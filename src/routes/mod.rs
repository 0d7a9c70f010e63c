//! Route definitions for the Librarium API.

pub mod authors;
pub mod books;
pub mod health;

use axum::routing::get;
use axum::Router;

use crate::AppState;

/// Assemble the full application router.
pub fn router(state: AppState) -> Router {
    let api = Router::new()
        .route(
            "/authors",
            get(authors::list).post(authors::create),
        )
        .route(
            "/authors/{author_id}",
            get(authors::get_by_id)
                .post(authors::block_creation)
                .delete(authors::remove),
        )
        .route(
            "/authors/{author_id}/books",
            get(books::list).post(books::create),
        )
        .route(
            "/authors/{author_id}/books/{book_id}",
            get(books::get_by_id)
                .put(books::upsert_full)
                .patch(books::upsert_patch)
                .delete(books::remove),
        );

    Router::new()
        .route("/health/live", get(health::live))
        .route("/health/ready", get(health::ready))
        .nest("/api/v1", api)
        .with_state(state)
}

+++++

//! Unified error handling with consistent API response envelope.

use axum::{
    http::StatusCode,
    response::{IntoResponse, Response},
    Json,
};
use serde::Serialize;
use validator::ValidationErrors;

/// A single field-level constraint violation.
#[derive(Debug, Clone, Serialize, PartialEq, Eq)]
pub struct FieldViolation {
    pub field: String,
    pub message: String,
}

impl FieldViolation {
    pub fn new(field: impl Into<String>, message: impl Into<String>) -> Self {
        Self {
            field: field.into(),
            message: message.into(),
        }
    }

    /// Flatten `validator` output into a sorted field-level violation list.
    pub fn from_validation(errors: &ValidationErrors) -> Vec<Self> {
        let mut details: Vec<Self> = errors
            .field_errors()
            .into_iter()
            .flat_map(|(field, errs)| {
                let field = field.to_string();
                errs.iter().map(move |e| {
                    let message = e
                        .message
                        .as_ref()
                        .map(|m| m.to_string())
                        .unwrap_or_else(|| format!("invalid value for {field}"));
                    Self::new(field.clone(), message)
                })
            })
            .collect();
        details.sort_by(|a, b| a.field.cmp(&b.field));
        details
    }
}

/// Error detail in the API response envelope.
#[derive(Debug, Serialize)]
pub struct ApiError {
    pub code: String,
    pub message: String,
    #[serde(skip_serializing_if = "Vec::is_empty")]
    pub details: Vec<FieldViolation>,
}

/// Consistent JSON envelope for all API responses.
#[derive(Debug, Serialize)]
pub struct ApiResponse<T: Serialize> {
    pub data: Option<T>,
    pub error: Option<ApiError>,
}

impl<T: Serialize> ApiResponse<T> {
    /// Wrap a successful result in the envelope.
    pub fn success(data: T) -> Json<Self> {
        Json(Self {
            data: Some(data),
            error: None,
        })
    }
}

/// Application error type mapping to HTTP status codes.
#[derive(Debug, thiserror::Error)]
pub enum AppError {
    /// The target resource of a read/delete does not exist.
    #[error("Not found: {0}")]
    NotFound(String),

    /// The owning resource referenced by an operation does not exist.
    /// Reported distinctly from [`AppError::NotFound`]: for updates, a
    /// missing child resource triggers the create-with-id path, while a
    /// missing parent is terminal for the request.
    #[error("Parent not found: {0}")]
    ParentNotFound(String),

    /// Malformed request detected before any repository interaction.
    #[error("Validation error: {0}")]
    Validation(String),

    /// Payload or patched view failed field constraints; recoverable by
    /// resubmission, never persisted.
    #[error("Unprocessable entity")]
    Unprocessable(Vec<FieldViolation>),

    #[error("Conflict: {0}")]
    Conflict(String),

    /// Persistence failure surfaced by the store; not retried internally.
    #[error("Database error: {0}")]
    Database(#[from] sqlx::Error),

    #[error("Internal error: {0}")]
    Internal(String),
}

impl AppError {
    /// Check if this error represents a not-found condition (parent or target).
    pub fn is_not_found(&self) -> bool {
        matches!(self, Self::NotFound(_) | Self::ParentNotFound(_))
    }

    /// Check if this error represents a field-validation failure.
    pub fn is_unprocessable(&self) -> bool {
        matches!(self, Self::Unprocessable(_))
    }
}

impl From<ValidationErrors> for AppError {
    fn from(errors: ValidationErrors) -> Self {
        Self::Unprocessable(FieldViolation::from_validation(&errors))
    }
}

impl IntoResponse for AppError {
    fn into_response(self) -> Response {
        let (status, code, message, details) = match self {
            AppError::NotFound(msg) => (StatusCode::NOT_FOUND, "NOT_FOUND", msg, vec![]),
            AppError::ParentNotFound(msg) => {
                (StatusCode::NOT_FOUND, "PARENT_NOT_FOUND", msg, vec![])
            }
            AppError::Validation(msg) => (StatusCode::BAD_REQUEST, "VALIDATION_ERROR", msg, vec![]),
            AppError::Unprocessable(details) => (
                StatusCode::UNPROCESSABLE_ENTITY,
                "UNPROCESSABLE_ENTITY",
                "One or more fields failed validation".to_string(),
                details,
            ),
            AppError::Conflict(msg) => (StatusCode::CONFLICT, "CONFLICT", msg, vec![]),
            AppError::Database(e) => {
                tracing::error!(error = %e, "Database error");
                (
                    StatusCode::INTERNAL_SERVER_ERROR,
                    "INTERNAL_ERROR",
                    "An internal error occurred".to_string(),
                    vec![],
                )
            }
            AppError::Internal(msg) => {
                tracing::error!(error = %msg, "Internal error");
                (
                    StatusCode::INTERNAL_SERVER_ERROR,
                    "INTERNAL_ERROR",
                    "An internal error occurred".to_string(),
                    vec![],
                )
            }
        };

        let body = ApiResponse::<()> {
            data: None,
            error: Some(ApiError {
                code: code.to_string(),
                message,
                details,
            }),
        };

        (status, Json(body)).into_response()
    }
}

+++++

YOUR INSTRUCTIONS.
Of the entries above, transcribe exactly those lines that fall between the line containing "pub fn new(field: impl" and the line containing "field-level violation list.", together with those two lines.

THE COMPLETED TASK.
    pub fn new(field: impl Into<String>, message: impl Into<String>) -> Self {
        Self {
            field: field.into(),
            message: message.into(),
        }
    }

    /// Flatten `validator` output into a sorted field-level violation list.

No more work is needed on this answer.